### What the task asks
When a line in the entries below contains the word "WqiPolicy", copy that line.

=====

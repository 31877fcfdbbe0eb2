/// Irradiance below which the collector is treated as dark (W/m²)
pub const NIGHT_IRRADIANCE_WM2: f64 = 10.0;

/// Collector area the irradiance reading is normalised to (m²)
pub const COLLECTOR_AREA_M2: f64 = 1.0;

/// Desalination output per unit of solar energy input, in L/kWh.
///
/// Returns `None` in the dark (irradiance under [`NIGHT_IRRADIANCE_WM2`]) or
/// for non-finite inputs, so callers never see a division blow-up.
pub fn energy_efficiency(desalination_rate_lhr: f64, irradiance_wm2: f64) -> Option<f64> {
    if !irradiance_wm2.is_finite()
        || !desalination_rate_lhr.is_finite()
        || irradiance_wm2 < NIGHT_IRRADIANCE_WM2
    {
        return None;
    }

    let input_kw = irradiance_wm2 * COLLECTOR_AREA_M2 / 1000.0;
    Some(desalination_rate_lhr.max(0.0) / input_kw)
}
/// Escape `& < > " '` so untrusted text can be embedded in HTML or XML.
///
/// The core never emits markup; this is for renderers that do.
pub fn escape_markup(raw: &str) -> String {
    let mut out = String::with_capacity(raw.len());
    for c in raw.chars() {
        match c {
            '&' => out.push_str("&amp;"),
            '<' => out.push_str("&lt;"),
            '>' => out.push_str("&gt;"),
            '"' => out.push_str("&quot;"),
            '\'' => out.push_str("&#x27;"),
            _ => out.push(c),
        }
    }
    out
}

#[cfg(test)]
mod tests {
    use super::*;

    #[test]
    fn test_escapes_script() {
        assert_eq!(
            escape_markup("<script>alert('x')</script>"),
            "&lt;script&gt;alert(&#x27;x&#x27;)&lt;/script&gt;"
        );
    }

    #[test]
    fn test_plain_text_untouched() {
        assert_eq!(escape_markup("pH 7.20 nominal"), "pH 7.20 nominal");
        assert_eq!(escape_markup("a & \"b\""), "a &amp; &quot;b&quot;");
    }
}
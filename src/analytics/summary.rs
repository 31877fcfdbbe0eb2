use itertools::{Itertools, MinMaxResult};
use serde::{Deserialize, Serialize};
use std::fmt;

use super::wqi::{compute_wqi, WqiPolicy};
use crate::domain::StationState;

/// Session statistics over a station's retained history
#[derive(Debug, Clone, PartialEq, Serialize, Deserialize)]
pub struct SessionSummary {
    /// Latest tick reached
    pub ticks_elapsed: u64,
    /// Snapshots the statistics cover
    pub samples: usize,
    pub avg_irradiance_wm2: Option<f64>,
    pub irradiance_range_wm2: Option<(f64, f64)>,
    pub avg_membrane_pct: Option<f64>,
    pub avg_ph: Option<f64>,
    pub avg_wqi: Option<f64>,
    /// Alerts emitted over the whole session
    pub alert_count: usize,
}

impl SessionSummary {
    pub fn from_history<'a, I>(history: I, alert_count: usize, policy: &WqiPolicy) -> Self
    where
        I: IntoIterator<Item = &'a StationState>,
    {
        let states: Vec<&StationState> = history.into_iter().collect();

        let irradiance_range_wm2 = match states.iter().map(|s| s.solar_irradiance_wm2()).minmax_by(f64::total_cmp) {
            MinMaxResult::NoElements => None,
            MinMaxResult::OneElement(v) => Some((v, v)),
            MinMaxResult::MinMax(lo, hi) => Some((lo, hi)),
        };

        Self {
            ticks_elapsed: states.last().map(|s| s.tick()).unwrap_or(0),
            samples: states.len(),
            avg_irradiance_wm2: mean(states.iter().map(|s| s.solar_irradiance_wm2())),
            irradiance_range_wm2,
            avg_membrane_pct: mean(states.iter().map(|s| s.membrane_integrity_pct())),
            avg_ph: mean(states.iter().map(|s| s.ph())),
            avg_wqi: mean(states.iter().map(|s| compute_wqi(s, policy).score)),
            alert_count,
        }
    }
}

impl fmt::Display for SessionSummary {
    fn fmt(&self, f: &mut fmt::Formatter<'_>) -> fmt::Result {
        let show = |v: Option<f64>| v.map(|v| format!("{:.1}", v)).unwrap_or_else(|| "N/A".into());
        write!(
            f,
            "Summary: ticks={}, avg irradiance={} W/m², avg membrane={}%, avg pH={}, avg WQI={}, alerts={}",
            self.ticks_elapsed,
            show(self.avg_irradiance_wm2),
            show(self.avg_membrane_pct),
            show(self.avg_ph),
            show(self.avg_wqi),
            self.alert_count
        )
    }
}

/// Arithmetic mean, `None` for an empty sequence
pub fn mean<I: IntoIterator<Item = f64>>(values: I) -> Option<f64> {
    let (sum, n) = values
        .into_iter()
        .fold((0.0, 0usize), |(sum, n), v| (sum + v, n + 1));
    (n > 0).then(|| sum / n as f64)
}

=====

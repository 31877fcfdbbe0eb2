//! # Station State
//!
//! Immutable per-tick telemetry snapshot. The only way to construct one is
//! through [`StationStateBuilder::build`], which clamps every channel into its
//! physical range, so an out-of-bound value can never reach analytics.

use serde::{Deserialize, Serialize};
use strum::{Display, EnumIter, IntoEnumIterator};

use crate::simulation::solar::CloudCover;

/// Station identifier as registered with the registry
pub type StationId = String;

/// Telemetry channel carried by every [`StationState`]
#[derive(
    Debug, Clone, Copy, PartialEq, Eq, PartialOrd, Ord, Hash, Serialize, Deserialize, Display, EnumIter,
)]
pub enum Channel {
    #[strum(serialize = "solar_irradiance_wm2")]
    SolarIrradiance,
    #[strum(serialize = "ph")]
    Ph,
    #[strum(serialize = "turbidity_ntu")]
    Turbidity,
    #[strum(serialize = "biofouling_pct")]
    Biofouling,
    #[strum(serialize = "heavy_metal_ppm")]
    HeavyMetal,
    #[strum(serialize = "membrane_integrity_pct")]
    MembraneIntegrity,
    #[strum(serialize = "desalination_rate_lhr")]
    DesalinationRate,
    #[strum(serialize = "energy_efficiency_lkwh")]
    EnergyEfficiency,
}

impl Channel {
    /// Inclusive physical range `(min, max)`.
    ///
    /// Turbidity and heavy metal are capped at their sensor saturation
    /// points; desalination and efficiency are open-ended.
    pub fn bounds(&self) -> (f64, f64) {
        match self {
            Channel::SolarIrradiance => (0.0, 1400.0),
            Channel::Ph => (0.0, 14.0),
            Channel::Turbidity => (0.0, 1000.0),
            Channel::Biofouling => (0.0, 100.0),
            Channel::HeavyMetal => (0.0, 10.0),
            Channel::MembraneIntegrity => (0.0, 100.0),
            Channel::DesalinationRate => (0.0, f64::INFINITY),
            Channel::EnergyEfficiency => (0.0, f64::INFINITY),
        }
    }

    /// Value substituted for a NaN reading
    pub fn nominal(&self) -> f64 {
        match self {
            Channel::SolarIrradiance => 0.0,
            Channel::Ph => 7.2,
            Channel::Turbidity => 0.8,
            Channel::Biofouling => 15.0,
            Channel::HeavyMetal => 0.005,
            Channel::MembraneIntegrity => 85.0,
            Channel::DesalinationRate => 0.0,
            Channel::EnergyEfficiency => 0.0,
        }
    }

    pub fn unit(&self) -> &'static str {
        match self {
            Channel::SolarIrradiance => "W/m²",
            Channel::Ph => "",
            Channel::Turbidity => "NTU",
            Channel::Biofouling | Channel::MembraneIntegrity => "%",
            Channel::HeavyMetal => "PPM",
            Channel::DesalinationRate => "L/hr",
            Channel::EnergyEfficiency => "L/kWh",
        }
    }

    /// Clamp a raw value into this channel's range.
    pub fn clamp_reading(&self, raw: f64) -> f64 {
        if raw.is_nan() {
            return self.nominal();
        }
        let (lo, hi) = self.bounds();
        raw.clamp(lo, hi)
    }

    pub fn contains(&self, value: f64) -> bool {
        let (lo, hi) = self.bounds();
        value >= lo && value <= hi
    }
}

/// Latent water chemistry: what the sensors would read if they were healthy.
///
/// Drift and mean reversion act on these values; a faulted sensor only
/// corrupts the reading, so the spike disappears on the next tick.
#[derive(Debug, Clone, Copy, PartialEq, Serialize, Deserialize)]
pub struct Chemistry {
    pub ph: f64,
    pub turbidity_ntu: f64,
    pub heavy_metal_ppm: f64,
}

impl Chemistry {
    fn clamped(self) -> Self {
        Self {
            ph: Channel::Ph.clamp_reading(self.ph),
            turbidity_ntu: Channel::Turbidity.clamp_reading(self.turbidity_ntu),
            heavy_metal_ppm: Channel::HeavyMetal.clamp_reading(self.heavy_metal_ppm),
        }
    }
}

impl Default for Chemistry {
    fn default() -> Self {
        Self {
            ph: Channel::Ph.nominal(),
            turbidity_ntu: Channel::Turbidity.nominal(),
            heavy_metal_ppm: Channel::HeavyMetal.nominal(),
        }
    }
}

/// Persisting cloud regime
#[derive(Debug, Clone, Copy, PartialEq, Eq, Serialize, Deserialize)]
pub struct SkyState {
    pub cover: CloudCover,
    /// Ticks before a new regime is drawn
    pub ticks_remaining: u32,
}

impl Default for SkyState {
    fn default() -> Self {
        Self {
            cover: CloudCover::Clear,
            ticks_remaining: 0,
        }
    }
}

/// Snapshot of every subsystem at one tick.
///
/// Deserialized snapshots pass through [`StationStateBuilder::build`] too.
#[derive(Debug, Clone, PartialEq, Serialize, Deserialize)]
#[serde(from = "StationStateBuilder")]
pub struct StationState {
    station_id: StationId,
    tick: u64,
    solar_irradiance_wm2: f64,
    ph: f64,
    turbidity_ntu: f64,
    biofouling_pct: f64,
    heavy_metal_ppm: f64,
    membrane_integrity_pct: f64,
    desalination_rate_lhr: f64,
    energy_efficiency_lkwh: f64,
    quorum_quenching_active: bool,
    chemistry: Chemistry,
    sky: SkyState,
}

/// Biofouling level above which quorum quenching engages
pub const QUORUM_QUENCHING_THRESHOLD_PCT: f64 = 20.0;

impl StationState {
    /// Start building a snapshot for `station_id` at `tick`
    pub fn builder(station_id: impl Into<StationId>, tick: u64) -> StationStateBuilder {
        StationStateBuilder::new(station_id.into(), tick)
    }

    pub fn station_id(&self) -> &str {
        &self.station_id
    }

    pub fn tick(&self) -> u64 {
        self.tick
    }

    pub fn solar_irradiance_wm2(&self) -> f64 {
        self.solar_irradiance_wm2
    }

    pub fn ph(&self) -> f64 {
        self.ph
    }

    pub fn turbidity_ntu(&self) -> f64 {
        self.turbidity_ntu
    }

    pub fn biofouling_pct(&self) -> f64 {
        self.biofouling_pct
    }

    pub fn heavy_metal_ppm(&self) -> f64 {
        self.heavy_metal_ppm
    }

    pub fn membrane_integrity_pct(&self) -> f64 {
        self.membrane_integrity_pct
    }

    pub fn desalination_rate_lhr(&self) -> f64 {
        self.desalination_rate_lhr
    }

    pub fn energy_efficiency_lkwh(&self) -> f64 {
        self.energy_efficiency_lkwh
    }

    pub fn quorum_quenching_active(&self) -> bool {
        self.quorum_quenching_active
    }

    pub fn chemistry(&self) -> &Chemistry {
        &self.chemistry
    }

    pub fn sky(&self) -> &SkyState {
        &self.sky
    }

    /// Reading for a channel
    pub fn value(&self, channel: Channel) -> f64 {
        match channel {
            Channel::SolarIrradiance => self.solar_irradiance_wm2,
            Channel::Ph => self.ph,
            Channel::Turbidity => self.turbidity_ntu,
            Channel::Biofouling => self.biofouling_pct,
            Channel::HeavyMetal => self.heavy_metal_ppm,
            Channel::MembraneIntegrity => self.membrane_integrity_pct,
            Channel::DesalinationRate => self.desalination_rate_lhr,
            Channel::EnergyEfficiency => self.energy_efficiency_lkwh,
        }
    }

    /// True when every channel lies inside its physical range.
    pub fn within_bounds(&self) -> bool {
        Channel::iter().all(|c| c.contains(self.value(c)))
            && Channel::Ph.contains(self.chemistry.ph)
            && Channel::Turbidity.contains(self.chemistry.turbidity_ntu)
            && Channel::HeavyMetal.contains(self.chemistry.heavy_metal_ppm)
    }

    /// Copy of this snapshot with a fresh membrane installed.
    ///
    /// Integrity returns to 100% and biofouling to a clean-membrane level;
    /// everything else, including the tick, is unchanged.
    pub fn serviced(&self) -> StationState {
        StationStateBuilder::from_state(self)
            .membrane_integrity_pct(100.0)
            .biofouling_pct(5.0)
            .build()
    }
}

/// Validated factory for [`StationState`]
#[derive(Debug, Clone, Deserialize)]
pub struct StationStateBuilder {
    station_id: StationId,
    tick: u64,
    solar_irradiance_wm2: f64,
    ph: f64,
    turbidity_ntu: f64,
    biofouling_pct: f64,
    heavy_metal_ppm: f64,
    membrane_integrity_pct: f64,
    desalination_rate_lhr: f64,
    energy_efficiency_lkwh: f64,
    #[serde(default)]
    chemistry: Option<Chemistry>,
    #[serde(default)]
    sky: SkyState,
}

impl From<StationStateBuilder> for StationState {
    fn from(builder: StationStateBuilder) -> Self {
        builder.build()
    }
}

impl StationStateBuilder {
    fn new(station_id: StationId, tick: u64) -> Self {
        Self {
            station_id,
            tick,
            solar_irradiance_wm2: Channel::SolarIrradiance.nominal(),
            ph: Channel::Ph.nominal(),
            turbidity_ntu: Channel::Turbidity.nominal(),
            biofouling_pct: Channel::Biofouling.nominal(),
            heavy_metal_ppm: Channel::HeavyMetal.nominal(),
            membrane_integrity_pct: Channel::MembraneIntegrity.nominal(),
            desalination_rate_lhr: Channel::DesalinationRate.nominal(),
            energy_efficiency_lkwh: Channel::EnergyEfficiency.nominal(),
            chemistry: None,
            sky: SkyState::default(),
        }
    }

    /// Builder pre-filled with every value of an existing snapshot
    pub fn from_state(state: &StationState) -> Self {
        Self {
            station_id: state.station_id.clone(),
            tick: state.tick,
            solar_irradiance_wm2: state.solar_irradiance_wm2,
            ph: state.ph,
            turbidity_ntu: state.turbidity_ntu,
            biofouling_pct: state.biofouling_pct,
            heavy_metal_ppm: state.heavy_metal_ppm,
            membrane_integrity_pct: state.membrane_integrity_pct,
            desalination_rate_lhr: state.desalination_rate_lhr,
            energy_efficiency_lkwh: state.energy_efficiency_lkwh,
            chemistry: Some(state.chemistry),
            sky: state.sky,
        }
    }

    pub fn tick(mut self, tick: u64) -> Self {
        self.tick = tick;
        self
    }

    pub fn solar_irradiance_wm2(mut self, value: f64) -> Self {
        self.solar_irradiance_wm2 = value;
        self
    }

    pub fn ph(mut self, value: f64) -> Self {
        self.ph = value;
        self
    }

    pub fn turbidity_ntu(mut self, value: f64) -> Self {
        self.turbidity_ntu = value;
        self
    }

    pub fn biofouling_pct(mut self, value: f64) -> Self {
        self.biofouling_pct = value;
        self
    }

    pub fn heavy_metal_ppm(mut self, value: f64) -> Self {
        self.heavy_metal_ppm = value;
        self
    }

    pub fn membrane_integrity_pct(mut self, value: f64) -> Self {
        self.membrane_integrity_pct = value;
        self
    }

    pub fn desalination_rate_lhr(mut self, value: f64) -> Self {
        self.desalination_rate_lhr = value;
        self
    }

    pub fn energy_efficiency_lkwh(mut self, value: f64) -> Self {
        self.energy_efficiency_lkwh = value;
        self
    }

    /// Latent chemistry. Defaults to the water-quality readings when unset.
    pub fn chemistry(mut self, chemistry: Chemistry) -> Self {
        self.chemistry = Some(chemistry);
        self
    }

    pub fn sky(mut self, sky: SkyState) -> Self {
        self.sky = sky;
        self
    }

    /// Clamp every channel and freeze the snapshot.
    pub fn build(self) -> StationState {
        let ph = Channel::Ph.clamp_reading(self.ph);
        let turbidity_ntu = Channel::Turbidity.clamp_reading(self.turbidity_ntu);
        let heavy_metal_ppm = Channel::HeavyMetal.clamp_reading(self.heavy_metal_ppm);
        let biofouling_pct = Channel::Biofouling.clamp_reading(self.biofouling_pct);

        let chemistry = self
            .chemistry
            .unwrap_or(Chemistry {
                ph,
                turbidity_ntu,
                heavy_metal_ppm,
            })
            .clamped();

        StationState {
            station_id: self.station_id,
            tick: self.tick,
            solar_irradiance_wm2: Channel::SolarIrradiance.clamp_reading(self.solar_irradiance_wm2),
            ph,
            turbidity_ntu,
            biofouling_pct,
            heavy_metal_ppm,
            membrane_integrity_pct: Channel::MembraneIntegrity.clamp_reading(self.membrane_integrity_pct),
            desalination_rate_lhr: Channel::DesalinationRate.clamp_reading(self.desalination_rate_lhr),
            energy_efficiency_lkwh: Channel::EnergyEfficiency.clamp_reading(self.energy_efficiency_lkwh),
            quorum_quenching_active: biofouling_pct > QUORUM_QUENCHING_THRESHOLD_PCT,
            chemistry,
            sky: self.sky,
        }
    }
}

=====

### The answer
use super::wqi::{compute_wqi, WqiPolicy};
    pub fn from_history<'a, I>(history: I, alert_count: usize, policy: &WqiPolicy) -> Self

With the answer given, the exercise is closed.